Sandstone naturally looks red because of its high iron content. At the Antelope Canyon, however, the shape of the slots causes the incoming light to bounce off the quartz-filled walls at various angles. This causes tonal changes in the colors that are reflected between the cracks of each canyon. Vibrant reds at the entrance of the crack can descend into a spectrum of oranges, yellows, pinks, and purples as the light reaches the canyon floor.
3. Wave Rock
Australia is well known as one of the world’s best spots for surfing the perfect wave. And there’s a wave 110 meters long near the town of Hyden. There is only one problem: it’s made of solid rock. Towering 15 meters into the air, this granite cliff, called Wave Rock, was formed over 2,500 million years ago.
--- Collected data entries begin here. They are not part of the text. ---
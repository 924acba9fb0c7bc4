// src/server/mod.rs

//! Session layer root module.
//!
//! Hosts the actors that drive games in real time:
//! - Game session manager (creates sessions, drops finished ones)
//! - Game session (ticks the engine, runs AI seats, broadcasts events)
//!
//! Network transport lives outside this crate; it talks to these actors through messages.

pub mod game_session;
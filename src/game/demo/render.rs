//! Game rendering (terminal).
//!
//! This module turns a game state into text for debugging/demo.

use crate::game::state::GameState;
use crate::game::systems::collision::get_interpolated_position;
use crate::game::types::Square;

/// Render the board: resting pieces as `<symbol><player>`, moving pieces as `*<player>` on the
/// square nearest to where they are now, removed corners blank.
pub fn render_board(state: &GameState) -> String {
    let board = &state.board;
    let mut cells: Vec<Vec<String>> = (0..board.height)
        .map(|row| {
            (0..board.width)
                .map(|col| {
                    let square = Square::new(row, col);
                    if !board.in_bounds(square) {
                        "  ".to_string()
                    } else if let Some(piece) = state.resting_piece_at(square) {
                        format!("{}{}", piece.piece_type.rule().symbol, piece.owner)
                    } else {
                        ". ".to_string()
                    }
                })
                .collect()
        })
        .collect();

    // Moving pieces go on top of empty squares only.
    for mv in state.moves.values() {
        let Some(pos) = get_interpolated_position(state, mv.piece_id, state.tick) else {
            continue;
        };
        let square = pos.nearest_square();
        if board.in_bounds(square) && state.board.occupant(square).is_none() {
            cells[square.row as usize][square.col as usize] = format!("*{}", mv.player);
        }
    }

    let mut out = String::new();
    for row in cells {
        for cell in row {
            out.push_str(&format!("{:<3}", cell));
        }
        out.push('\n');
    }
    out
}

/// One-line status summary.
pub fn render_status(state: &GameState) -> String {
    format!(
        "tick={} status={:?} pieces={} moving={}",
        state.tick,
        state.status,
        state.live_pieces().count(),
        state.moves.len()
    )
}
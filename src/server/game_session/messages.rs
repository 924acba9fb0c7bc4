use actix::prelude::*;
use serde::Serialize;
use uuid::Uuid;

use crate::game::error::MoveError;
use crate::game::events::GameEvent;
use crate::game::state::{EndReason, GameStatus, MoveCommand};
use crate::game::types::PlayerId;

/// A player's move, buffered until the next tick boundary.
#[derive(Message)]
#[rtype(result = "Result<(), MoveError>")]
pub struct SubmitMove {
    pub command: MoveCommand,
}

/// Events produced by one tick, pushed to every subscriber.
#[derive(Message, Clone, Serialize, Debug)]
#[rtype(result = "()")]
pub struct GameEventsUpdate {
    pub game_id: Uuid,
    pub tick: u64,
    pub events: Vec<GameEvent>,
}

#[derive(Message)]
#[rtype(result = "()")]
pub struct Subscribe(pub Recipient<GameEventsUpdate>);

#[derive(Message)]
#[rtype(result = "Result<(), MoveError>")]
pub struct Forfeit {
    pub player: PlayerId,
}

/// Sent by the external scheduler, e.g. on player inactivity.
#[derive(Message)]
#[rtype(result = "Result<(), MoveError>")]
pub struct ForceEnd {
    pub winner: Option<PlayerId>,
    pub reason: EndReason,
}

#[derive(Message)]
#[rtype(result = "GameSummary")]
pub struct GetSummary;

#[derive(Clone, Serialize, Debug)]
pub struct GameSummary {
    pub game_id: Uuid,
    pub tick: u64,
    pub status: GameStatus,
    pub moves_played: usize,
}

/// Session -> manager: the game is over and the session can be dropped.
#[derive(Message)]
#[rtype(result = "()")]
pub struct GameEnded {
    pub game_id: Uuid,
}
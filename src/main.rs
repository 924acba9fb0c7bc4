//! Demo entry point.
//!
//! Starts the actor system, creates one AI-vs-AI lightning game and prints its event stream as
//! JSON until the game ends (or the demo time limit forces it to end).

use std::time::Duration;

use actix::prelude::*;
use log::{error, info};
use turnless_chess::ai::AiKind;
use turnless_chess::config::{GameConfig, SpeedConfig};
use turnless_chess::game::events::{events_to_json, GameEventType};
use turnless_chess::game::state::EndReason;
use turnless_chess::game::types::BoardType;
use turnless_chess::server::game_session::messages::{ForceEnd, GameEventsUpdate};
use turnless_chess::server::game_session::server::{CreateGame, GameSessionManager, GetGameSession};

/// Wall-clock limit for the demo game.
const DEMO_TIME_LIMIT: Duration = Duration::from_secs(180);

/// Prints every update and stops the system on game over.
struct EventPrinter;

impl Actor for EventPrinter {
    type Context = Context<Self>;
}

impl Handler<GameEventsUpdate> for EventPrinter {
    type Result = ();

    fn handle(&mut self, msg: GameEventsUpdate, _: &mut Context<Self>) -> Self::Result {
        match events_to_json(&msg.events) {
            Ok(json) => println!("{json}"),
            Err(err) => error!("Failed to serialize events: {}", err),
        }
        if msg.events.iter().any(|e| matches!(e.kind, GameEventType::GameOver { .. })) {
            System::current().stop();
        }
    }
}

/// Create the demo game and arm its time limit.
async fn start_demo(printer: Addr<EventPrinter>) -> Result<(), String> {
    let manager = GameSessionManager::new().start();
    let game_id = manager
        .send(CreateGame {
            config: GameConfig::new(BoardType::Standard, SpeedConfig::Lightning),
            ai_players: vec![(1, AiKind::Heuristic { level: 3 }), (2, AiKind::Heuristic { level: 1 })],
            seed: 2024,
            subscribers: vec![printer.recipient()],
        })
        .await
        .map_err(|e| e.to_string())?
        .map_err(|e| e.to_string())?;
    let session = manager
        .send(GetGameSession { game_id })
        .await
        .map_err(|e| e.to_string())??;
    info!("Demo game {} started", game_id);

    actix::spawn(async move {
        actix::clock::sleep(DEMO_TIME_LIMIT).await;
        session.do_send(ForceEnd { winner: None, reason: EndReason::ForcedEnd });
    });
    Ok(())
}

fn main() -> std::io::Result<()> {
    // Initialize logger from environment variable (e.g. RUST_LOG=info).
    env_logger::init();

    let system = System::new();
    let started = system.block_on(async {
        let printer = EventPrinter.start();
        start_demo(printer).await
    });
    if let Err(err) = started {
        error!("Could not start the demo game: {}", err);
        return Ok(());
    }
    system.run()
}
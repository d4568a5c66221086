// src/generator/random_board.rs

use crate::board::{Coordinate, GridPositionPool, TileCategory};
use crate::config::{BoardConfig, CountRange};
use crate::error::Result;
use crate::sink::PlacementSink;
use log::{debug, info};
use rand::Rng;

/// Lays out a procedurally generated board.
///
/// The board is `columns x rows` cells of floor surrounded by a ring of outer
/// wall, with a random number of walls and then food scattered over distinct
/// interior cells.
pub struct RandomBoardGenerator<'a> {
    config: &'a BoardConfig,
}

/// How many of each scattered category a run actually placed.
#[derive(Default, Debug, Clone, Copy, PartialEq, Eq)]
pub struct GenerationStats {
    pub background_count: usize,
    pub wall_count: usize,
    pub food_count: usize,
}

impl<'a> RandomBoardGenerator<'a> {
    pub fn new(config: &'a BoardConfig) -> Self {
        RandomBoardGenerator { config }
    }

    /// Emits the whole board into `sink`.
    ///
    /// The config is validated first, so a bad config fails before anything
    /// has been placed.
    pub fn generate<R, S>(&self, rng: &mut R, sink: &mut S) -> Result<GenerationStats>
    where
        R: Rng + ?Sized,
        S: PlacementSink + ?Sized,
    {
        self.config.validate()?;
        info!(
            "Generating random board of {}x{}",
            self.config.columns, self.config.rows
        );

        let mut stats = GenerationStats {
            background_count: self.board_setup(rng, sink)?,
            ..GenerationStats::default()
        };

        let mut pool = GridPositionPool::new(self.config.columns, self.config.rows);
        stats.wall_count =
            self.layout_at_random(TileCategory::Wall, self.config.wall_count, &mut pool, rng, sink)?;
        stats.food_count =
            self.layout_at_random(TileCategory::Food, self.config.food_count, &mut pool, rng, sink)?;

        debug!("Random board done: {:?}, {} free cells left", stats, pool.len());
        Ok(stats)
    }

    /// Floor everywhere on the board, outer wall on the ring around it.
    /// Every cell of `[-1, columns] x [-1, rows]` gets exactly one tile.
    fn board_setup<R, S>(&self, rng: &mut R, sink: &mut S) -> Result<usize>
    where
        R: Rng + ?Sized,
        S: PlacementSink + ?Sized,
    {
        let (columns, rows) = self.config.signed_dimensions()?;
        let mut emitted = 0;

        for x in -1..=columns {
            for y in -1..=rows {
                let category = if x == -1 || x == columns || y == -1 || y == rows {
                    TileCategory::OuterWall
                } else {
                    TileCategory::Floor
                };
                let handle = self.config.tiles.choose(category, rng)?;
                sink.place(category, handle, Coordinate::new(x, y));
                emitted += 1;
            }
        }
        Ok(emitted)
    }

    /// Places a random count (from `range`) of `category` tiles on cells drawn
    /// from `pool`.
    fn layout_at_random<R, S>(
        &self,
        category: TileCategory,
        range: CountRange,
        pool: &mut GridPositionPool,
        rng: &mut R,
        sink: &mut S,
    ) -> Result<usize>
    where
        R: Rng + ?Sized,
        S: PlacementSink + ?Sized,
    {
        let total = range.sample(rng) as usize;
        debug!("Placing {} {} tiles ({} free cells)", total, category, pool.len());

        for _ in 0..total {
            let position = pool.draw(rng)?;
            let handle = self.config.tiles.choose(category, rng)?;
            sink.place(category, handle, position);
        }
        Ok(total)
    }
}
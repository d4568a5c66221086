// src/level/level_grid.rs

use crate::board::Coordinate;

/// Rows of level symbols, top of the file first.
///
/// Rows are split on `'\n'` only, so text ending in a newline has a final
/// empty row, and that row still counts when mapping rows to board
/// coordinates. A `'\r'` ending a row is dropped. Rows may have different
/// lengths.
#[derive(Debug, Clone, PartialEq, Eq)]
pub struct LevelGrid {
    rows: Vec<Vec<char>>,
}

impl LevelGrid {
    pub fn parse(text: &str) -> Self {
        let rows: Vec<Vec<char>> = text
            .split('\n')
            .map(|line| line.strip_suffix('\r').unwrap_or(line).chars().collect())
            .collect();
        LevelGrid { rows }
    }

    /// Number of rows, including empty ones.
    pub fn total_lines(&self) -> usize {
        self.rows.len()
    }

    #[cfg(test)]
    fn row(&self, index: usize) -> Option<&[char]> {
        self.rows.get(index).map(Vec::as_slice)
    }

    /// Board coordinate of the symbol at `line` (from the top) and `column`.
    ///
    /// The file is read top to bottom but the board grows upwards, shifted by
    /// (-1, -2): the top row lands on `y = total_lines - 2` and the bottom
    /// row on `y = -1`.
    pub fn coordinate_of(&self, line: usize, column: usize) -> Coordinate {
        let total = self.rows.len() as i32;
        Coordinate::new(column as i32 - 1, (total - line as i32) - 2)
    }

    /// Every symbol with its board coordinate, row by row from the top.
    pub fn cells(&self) -> impl Iterator<Item = (Coordinate, char)> + '_ {
        self.rows.iter().enumerate().flat_map(move |(i, row)| {
            row.iter()
                .enumerate()
                .map(move |(j, &symbol)| (self.coordinate_of(i, j), symbol))
        })
    }
}

#[cfg(test)]
mod tests {
    use super::*;

    #[test]
    fn test_single_row() {
        let grid = LevelGrid::parse("X F");
        assert_eq!(grid.total_lines(), 1);
        let cells: Vec<(Coordinate, char)> = grid.cells().collect();
        assert_eq!(
            cells,
            vec![
                (Coordinate::new(-1, -1), 'X'),
                (Coordinate::new(0, -1), ' '),
                (Coordinate::new(1, -1), 'F'),
            ]
        );
    }

    #[test]
    fn test_top_and_bottom_rows() {
        let grid = LevelGrid::parse("aaa\nbbb\nccc\nddd");
        assert_eq!(grid.total_lines(), 4);
        assert_eq!(grid.coordinate_of(0, 0).y, 2);
        assert_eq!(grid.coordinate_of(3, 0).y, -1);
        assert_eq!(grid.coordinate_of(3, 2), Coordinate::new(1, -1));
    }

    #[test]
    fn test_trailing_newline_counts_as_row() {
        let grid = LevelGrid::parse("XX\n");
        assert_eq!(grid.total_lines(), 2);
        assert_eq!(grid.row(1), Some(&[][..]));
        assert!(grid.cells().all(|(c, _)| c.y == 0));
    }

    #[test]
    fn test_crlf_rows() {
        let grid = LevelGrid::parse("XF\r\nE\r\n");
        assert_eq!(grid.row(0), Some(&['X', 'F'][..]));
        assert_eq!(grid.row(1), Some(&['E'][..]));
        assert_eq!(grid.cells().count(), 3);
    }

    #[test]
    fn test_ragged_rows_keep_their_length() {
        let grid = LevelGrid::parse("X\nXXXX\nXX");
        let per_row: Vec<usize> = (0..3).map(|i| grid.row(i).unwrap().len()).collect();
        assert_eq!(per_row, vec![1, 4, 2]);
        assert_eq!(grid.cells().count(), 7);
    }

    #[test]
    fn test_columns_count_chars() {
        let grid = LevelGrid::parse("éX");
        let cells: Vec<(Coordinate, char)> = grid.cells().collect();
        assert_eq!(cells[1], (Coordinate::new(0, -1), 'X'));
    }
}
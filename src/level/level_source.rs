// src/level/level_source.rs

use crate::error::{BoardError, Result};
use log::{debug, info};
use std::collections::HashMap;
use std::fs;
use std::io;
use std::path::{Path, PathBuf};

pub const LEVEL_PREFIX: &str = "day";
pub const LEVEL_EXTENSION: &str = "txt";

/// Identifier of a level's text, e.g. `day3`.
pub fn level_name(level: u32) -> String {
    format!("{}{}", LEVEL_PREFIX, level)
}

/// Somewhere level texts can be loaded from by level number.
pub trait LevelSource {
    /// Fails with [`BoardError::LevelNotFound`] when there is no such level.
    fn load(&self, level: u32) -> Result<String>;
}

/// Level files in a directory, named `day<N>.txt`.
#[derive(Debug, Clone)]
pub struct DirectoryLevelSource {
    root: PathBuf,
}

impl DirectoryLevelSource {
    pub fn new<P: AsRef<Path>>(root: P) -> Self {
        Self {
            root: root.as_ref().to_path_buf(),
        }
    }

    pub fn path_for(&self, level: u32) -> PathBuf {
        self.root
            .join(level_name(level))
            .with_extension(LEVEL_EXTENSION)
    }
}

impl LevelSource for DirectoryLevelSource {
    fn load(&self, level: u32) -> Result<String> {
        let path = self.path_for(level);
        debug!("Reading level {} from {}", level, path.display());
        match fs::read_to_string(&path) {
            Ok(text) => {
                info!("Loaded {} ({} bytes)", path.display(), text.len());
                Ok(text)
            }
            Err(err) if err.kind() == io::ErrorKind::NotFound => Err(BoardError::LevelNotFound {
                level,
                name: level_name(level),
            }),
            Err(err) => Err(err.into()),
        }
    }
}

/// Level texts held in memory, keyed by level number.
#[derive(Debug, Clone, Default)]
pub struct MemoryLevelSource {
    levels: HashMap<u32, String>,
}

impl MemoryLevelSource {
    pub fn new() -> Self {
        Self::default()
    }

    pub fn insert(&mut self, level: u32, text: impl Into<String>) -> &mut Self {
        self.levels.insert(level, text.into());
        self
    }
}

impl LevelSource for MemoryLevelSource {
    fn load(&self, level: u32) -> Result<String> {
        self.levels
            .get(&level)
            .cloned()
            .ok_or_else(|| BoardError::LevelNotFound {
                level,
                name: level_name(level),
            })
    }
}

#[cfg(test)]
mod tests {
    use super::*;

    #[test]
    fn test_level_name() {
        assert_eq!(level_name(1), "day1");
        assert_eq!(level_name(12), "day12");
    }

    #[test]
    fn test_directory_source() {
        let dir = tempfile::tempdir().unwrap();
        fs::write(dir.path().join("day2.txt"), "XXX\nF T\n").unwrap();

        let source = DirectoryLevelSource::new(dir.path());
        assert_eq!(source.path_for(2), dir.path().join("day2.txt"));
        assert_eq!(source.load(2).unwrap(), "XXX\nF T\n");
    }

    #[test]
    fn test_directory_source_missing_level() {
        let dir = tempfile::tempdir().unwrap();
        let source = DirectoryLevelSource::new(dir.path());
        match source.load(4) {
            Err(BoardError::LevelNotFound { level, name }) => {
                assert_eq!(level, 4);
                assert_eq!(name, "day4");
            }
            other => panic!("expected LevelNotFound, got {:?}", other),
        }
    }

    #[test]
    fn test_directory_source_other_io_error() {
        let dir = tempfile::tempdir().unwrap();
        // A directory where the file should be cannot be read as text.
        fs::create_dir(dir.path().join("day5.txt")).unwrap();
        let source = DirectoryLevelSource::new(dir.path());
        assert!(matches!(source.load(5), Err(BoardError::Io(_))));
    }

    #[test]
    fn test_bundled_levels() {
        let source = DirectoryLevelSource::new(Path::new(env!("CARGO_MANIFEST_DIR")).join("levels"));
        for level in [1, 2] {
            let text = source.load(level).unwrap();
            assert!(text.contains('T'), "{} has no exit", level_name(level));
        }
    }

    #[test]
    fn test_memory_source() {
        let mut source = MemoryLevelSource::new();
        source.insert(1, "X").insert(3, "T");
        assert_eq!(source.load(3).unwrap(), "T");
        assert!(matches!(
            source.load(2),
            Err(BoardError::LevelNotFound { level: 2, .. })
        ));
    }
}
// src/config/tile_sets.rs

use crate::board::{TileCategory, TileHandle};
use crate::error::{BoardError, Result};
use rand::Rng;
use serde::{Deserialize, Serialize};
use std::slice;

/// Interchangeable tile handles for each category.
///
/// Every category but [`TileCategory::Exit`] holds a list that placements pick
/// from uniformly. The exit is a single fixed handle.
#[derive(Debug, Clone, PartialEq, Eq, Serialize, Deserialize)]
#[serde(default)]
pub struct TileSets {
    pub floor: Vec<TileHandle>,
    pub outer_wall: Vec<TileHandle>,
    pub wall: Vec<TileHandle>,
    pub food: Vec<TileHandle>,
    pub enemy: Vec<TileHandle>,
    pub exit: TileHandle,
}

impl TileSets {
    /// The handles available for `category`.
    pub fn handles(&self, category: TileCategory) -> &[TileHandle] {
        match category {
            TileCategory::Floor => &self.floor,
            TileCategory::OuterWall => &self.outer_wall,
            TileCategory::Wall => &self.wall,
            TileCategory::Food => &self.food,
            TileCategory::Enemy => &self.enemy,
            TileCategory::Exit => slice::from_ref(&self.exit),
        }
    }

    /// Picks a handle for one placement of `category`.
    ///
    /// The exit handle is returned as-is without touching `rng`.
    pub fn choose<R: Rng + ?Sized>(&self, category: TileCategory, rng: &mut R) -> Result<&TileHandle> {
        if category == TileCategory::Exit {
            return Ok(&self.exit);
        }
        let handles = self.handles(category);
        if handles.is_empty() {
            return Err(BoardError::EmptyTileSet(category));
        }
        Ok(&handles[rng.random_range(0..handles.len())])
    }

    /// Fails with [`BoardError::EmptyTileSet`] for the first of `categories`
    /// that has nothing to choose from.
    pub fn require(&self, categories: &[TileCategory]) -> Result<()> {
        for &category in categories {
            if self.handles(category).is_empty() {
                return Err(BoardError::EmptyTileSet(category));
            }
        }
        Ok(())
    }
}

fn numbered(prefix: &str, count: usize) -> Vec<TileHandle> {
    (1..=count)
        .map(|i| TileHandle::new(format!("{}{}", prefix, i)))
        .collect()
}

impl Default for TileSets {
    fn default() -> Self {
        TileSets {
            floor: numbered("Floor", 8),
            outer_wall: numbered("OuterWall", 3),
            wall: numbered("Wall", 8),
            food: vec![TileHandle::new("Food"), TileHandle::new("Soda")],
            enemy: numbered("Enemy", 2),
            exit: TileHandle::new("Exit"),
        }
    }
}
As one side of the inselberg (the isolated hill or mountain rising from the plain), this concave cliff is recognized as the ‘flared slope.’
Made by wind and rain erosion, it is composed of coarse-grained porphyritic granite and igneous rock with various minerals and crystals. As the wind and rain battered the wall, the softer rock at the base was undercut, creating a wave-like look. Rainfall not only helped shape the rock formation but also painted it with a series of red, brown, and yellow stripes.
While they can appear hand-painted, each vertical strip is an indicator of various mineral deposits washed down the slope, reacting with water, and creating different colors. Water-loving algae also play a part in the colorization of the cliff.
4. Rocky Forest
In the western US state of Utah, Bryce Canyon National Park is a red wonderland made of rocky forests. Towering spires of undulating rock seem to have arisen from the ground below, as far as the eye can see. Like many of the other awe-inspiring structures in this feature, these remarkable peaks are the result of millions of years of erosion. Once a vast plateau (a flat plain high above the ground), over time, the elements chipped away, gradually dissolving its landscape into these rocky sculptures, known as hoodoos.
This stone forest has come to exist due to the unusual rate of erosion of the plateau. Made up of various layers of rock, plateaus develop over millions of years, as sediment and rock pile up as a result of deposition or volcanic eruption. Each has different properties: some rocks, such as mudstone, react more quickly to erosion, while other layers of denser rock, such as limestone rock, dissolve more slowly. Such abnormality in the rate of erosion is known as ‘differential erosion’ and results in the development of hoodoo spires.
5. Chocolate Hills
Most mountains and hills are created by growing out of the ground for millions of years, but the Chocolate Hills formed after the world had melted away. Mountains usually form a solidified magma that has been pushed to the surface or as a result of two continents crashing into each other. In some cases, however, the mountains and other geological formations touch the sky in what are known as karsts.
Karsts are an area of land where rocky foundations, usually limestone, have been eroded by rainfall and groundwater. Created from ancient compacted marine organic matter (such as tiny fossilized crustaceans), calcium-rich limestone can easily be dissolved. Continued water erosion gradually produces caves and sinkholes, causing the surface of the limestone to collapse. On the other hand, the surface topography shifts, exposing mounds where patches of land haven’t sunk.
There are many examples of karsts all over the world, some with more spectacular and unusual hills hundreds of meters tall. What makes the Chocolate Hills so special is their repetition and smooth appearance. Approximately 1,260 to 1,776 of these almost dome-shaped hills spread throughout the area, from 30 to 120 meters in height.